A distanza di poco più di 24 ore dal ritrovamento di telefoni cellulari all’interno della Casa Circondariale di Avellino Bellizzi, si è verificato un nuovo episodio che ha visto protagonisti due visitatori nel tentativo di introdurre droga durante i colloqui con i detenuti. Il primo caso riguarda un uomo, accompagnato da un minore, che avrebbe cercato di occultare la sostanza stupefacente all’interno degli indumenti intimi. Il secondo episodio, invece, ha coinvolto una donna che, secondo quanto riferito, avrebbe tentato di introdurre cocaina nascosta in un termos. Alla vista dell’unità cinofila la donna ha desistito, lasciando il contenitore nell’armadietto riservato agli effetti personali, ma il comportamento sospetto non è sfuggito agli agenti, che hanno comunque rinvenuto la sostanza.
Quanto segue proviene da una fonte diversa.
pub mod error;
pub mod rest;

pub use error::ApiError;
pub use rest::{configure, RestApi, ROUTES};
use thiserror::Error as ThisError;

#[derive(ThisError, Debug)]
pub enum StrengthError {
    #[error("HTTP error: {0}")]
    Http(#[from] reqwest::Error),

    #[error("IO error: {0}")]
    Io(#[from] std::io::Error),

    #[error("CSV error: {0}")]
    Csv(#[from] csv::Error),

    #[error("Parse error: {0}")]
    Parse(String),

    #[error("Invalid input: {0}")]
    InvalidInput(String),

    #[error("Report error: {0}")]
    Report(String),
}

pub type Result<T> = std::result::Result<T, StrengthError>;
Entrambi i soggetti sono stati fermati e denunciati.
A darne notizia è stato Raffaele Troise, responsabile della Segreteria provinciale della Uilpa Polizia Penitenziaria Avellino Bellizzi, che ha sottolineato l’efficacia e la prontezza del personale di Polizia Penitenziaria e dell’unità cinofila. Il sindacato, pur esprimendo soddisfazione per il lavoro svolto, rinnova l’appello all’Amministrazione affinché vengano adottati provvedimenti concreti: deflazionamento della popolazione detenuta e incremento dell’organico degli agenti, condizioni ritenute indispensabili per affrontare l’attuale mole di lavoro con maggiore sicurezza e serenità.